Tami Chynn (born Tammar Anika Chin, 14 June 1984) was born in Kingston, Jamaica. Her father, Richard Chin, is of Chinese descent with Cherokee ancestry and her mother, Christine Chin is Afro-Jamaican and British. Her parents were in a band called The Carnations and her younger sister, Tessanne Chin, is also a reggae fusion singer and former member of the group ‘Mile High’.
Tami grew up in the parish of St. Andrew and attended St. Peter and Paul Preparatory School. She later attended Campion College in St. Andrew, Jamaica. In 1998, at age 14, she moved to Leamington Spa, UK where she spent three years studying the performing arts and in 2001, at age 17, moved back to Jamaica where she worked on her music career and recorded her first single “Rock U”.
Tami Chynn married fellow reggae/dancehall artist Wayne Marshall in 2009. (Source: Wikipedia)
Sometimes it is where you’re from and not where you’re at. Tami Chynn, seated in Akon’s Atlanta studio is a long way from her hometown of Kingston, Jamaica, the place where she experienced her first foray into singing and dancing, initially for family and friends then later for screaming fans.
At first glance it’s clear to see that Tami Chynn is indeed one of a kind. A pop princess who emerged from one of the grittiest, male dominated music scenes, Jamaica’s dancehall. “My influences are very eclectic. If you browsed my iPod you’d get confused, but it all works really,” says Tami. As she prepares to release PRIMADONNA, her major label debut on SRC/Universal Records, Miss Chynn’s main focus is making music that inspires girls everywhere and of all ages. Tami succeeds in doing just that by singing fun, empowering, sexy, and at times sentimental lyrics over the platinum RedOne/Konvict sound. Her songs move you in the emotional and physical sense of the word, as this album is sure to keep you on the dance floor.
Ironically, as she prepares introduce her new material to the world and embark on her debut performance with Akon, she returns to the place where she first found inspiration to be a star. At the age of fourteen, Tami Chynn moved to London where she spent the next three years absorbing the culture and sights while attending school for performing arts. It was during this time Tami realized that her dream of becoming an artist could in fact be her reality, and when she returned to Jamaica she set out to establish her “roots.” Taking lessons from Jamaican artists such as Beenie Man, Sean Paul and Lady Saw, all of whom she’s collaborated with in the past, Tami realized early on the importance of catering to her core audience before spreading abroad. Soon after the release of her first video, “Rock U,” Jamaica was all abuzz with talk of this fresh new female artist who’s hot sound was rivaled by her even hotter look.

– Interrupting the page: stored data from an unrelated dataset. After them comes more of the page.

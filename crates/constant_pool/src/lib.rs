// https://docs.oracle.com/javase/specs/jvms/se21/html/jvms-4.html#jvms-4.4

mod constant;
mod context;
mod error;
mod header;
mod kind;
mod mutf8;
mod pool;
mod registry;
pub mod types;
mod visitor;

pub use constant::{Constant, DynamicRef, MemberRef, MethodHandle, NameAndType, ReferenceKind};
pub use error::ClassFileError;
pub use header::{read_header, ClassFileVersion};
pub use kind::{ConstantKind, Layout};
pub use pool::ConstantPool;
pub use registry::{ConstantKinds, Registry};
pub use types::ConstantType;
pub use visitor::ConstantVisitor;

pub type Result<T, E = ClassFileError> = std::result::Result<T, E>;
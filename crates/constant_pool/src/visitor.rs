use crate::{DynamicRef, MemberRef, MethodHandle, NameAndType};

/// Callbacks invoked by [`ConstantPool::accept`](crate::ConstantPool::accept), one per constant
/// kind.
///
/// Every method defaults to doing nothing, so implementors only override the kinds they care
/// about. Kinds sharing a value type (e.g. class names and string literals) still get separate
/// callbacks.
#[allow(unused_variables)]
pub trait ConstantVisitor {
    fn visit_utf8(&mut self, value: &str) {}

    fn visit_integer(&mut self, value: i32) {}

    fn visit_float(&mut self, value: f32) {}

    fn visit_long(&mut self, value: i64) {}

    fn visit_double(&mut self, value: f64) {}

    fn visit_class(&mut self, name: &str) {}

    fn visit_string(&mut self, value: &str) {}

    fn visit_field_ref(&mut self, reference: &MemberRef) {}

    fn visit_method_ref(&mut self, reference: &MemberRef) {}

    fn visit_interface_method_ref(&mut self, reference: &MemberRef) {}

    fn visit_name_and_type(&mut self, name_and_type: &NameAndType) {}

    fn visit_method_handle(&mut self, handle: &MethodHandle) {}

    fn visit_method_type(&mut self, descriptor: &str) {}

    fn visit_dynamic(&mut self, dynamic: &DynamicRef) {}

    fn visit_invoke_dynamic(&mut self, dynamic: &DynamicRef) {}

    fn visit_module(&mut self, name: &str) {}

    fn visit_package(&mut self, name: &str) {}
}
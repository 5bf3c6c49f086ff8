use std::{fmt, io::Read};

use byteorder::{BigEndian, ReadBytesExt};

use crate::{ClassFileError, Result};

const MAGIC_IDENTIFIER: u32 = 0xCAFEBABE;

#[derive(Debug, PartialEq, Eq, PartialOrd, Ord, Hash, Clone, Copy)]
pub struct ClassFileVersion {
    pub major: u16,
    pub minor: u16,
}
impl ClassFileVersion {
    pub const fn new(major: u16, minor: u16) -> Self {
        Self { major, minor }
    }
}

impl fmt::Display for ClassFileVersion {
    fn fmt(&self, f: &mut fmt::Formatter<'_>) -> fmt::Result {
        write!(f, "{}.{}", self.major, self.minor)
    }
}

/// Reads the magic identifier and version of a class file, leaving `r` positioned at the
/// constant pool.
pub fn read_header(mut r: impl Read) -> Result<ClassFileVersion> {
    match r.read_u32::<BigEndian>()? {
        MAGIC_IDENTIFIER => {}
        magic_identifier => return Err(ClassFileError::InvalidMagicIdentifier(magic_identifier)),
    }

    let minor = r.read_u16::<BigEndian>()?;
    let major = r.read_u16::<BigEndian>()?;
    Ok(ClassFileVersion { major, minor })
}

Once she had everyone’s attention, Tami Chynn earned her respect as someone to watch, keeping herself current by appearing on the hottest ‘riddims’ with many of the young successful artists out of Jamaica. While her underground hits such as “Touch Me,” “I’d Like to Know,” and “Show Me Now,” were gaining popularity Tami released an independent album led by the single “Hyperventilating” featuring popular reggae group T.O.K.
Although she was knee deep in the Reggae scene there was always something different about Chynn’s approach to music. Her diverse influences have always given her a more worldly sound. Looking to artists such as Beyonce, Madonna and Gwen Stefani, Tami Chynn has always understood the importance of being an artist who’s able to reinvent herself in new genres. “I think Jamaica expected this of me because my music was always dancehall with influences from pop, hip-hop and even rock and roll,” says Tami.
Though she’s not quite sure what to label her music and even suggests “we put the CD in a couple different sections in the store,” Tami Chynn does know how to make hits. She was first introduced to Akon in early 2007 through SRC label CEO, Steve Rifkind. The two later linked up along with Akon’s producing partner RedOne, and the chemistry was evident, as they breezed through the album in “about two weeks.” Banging out songs such as “Frozen” featuring Akon, “We Don’t Mess,” a diva anthem, and the trance-like “Hypnotico” Tami Chynn feels like this album represents a new sound coming from Jamaica that showcases its ever-evolving musical culture. Showing that she can still make popular music you can dance to without losing her message, Tami walks a fine line, always in her favorite pair of stilettos. On tracks such as “Killa Love Song” and “This Must Be Love” Chynn slows it down to demonstrate her vocal range and “channel her inner Sade.” However, don’t expect her to take it slow anytime soon. She’s already back in the studio recording for upcoming collaborations and other songs she may simply release exclusively for fans at home in Jamaica.
She might be “Frozen” over the sliding energetic keys on the destined for dance floor Konvict/RedOne hit, but Tami Chynn is far from being cold. The heat emanating from this soon-to-be pop princess is about to be felt worldwide.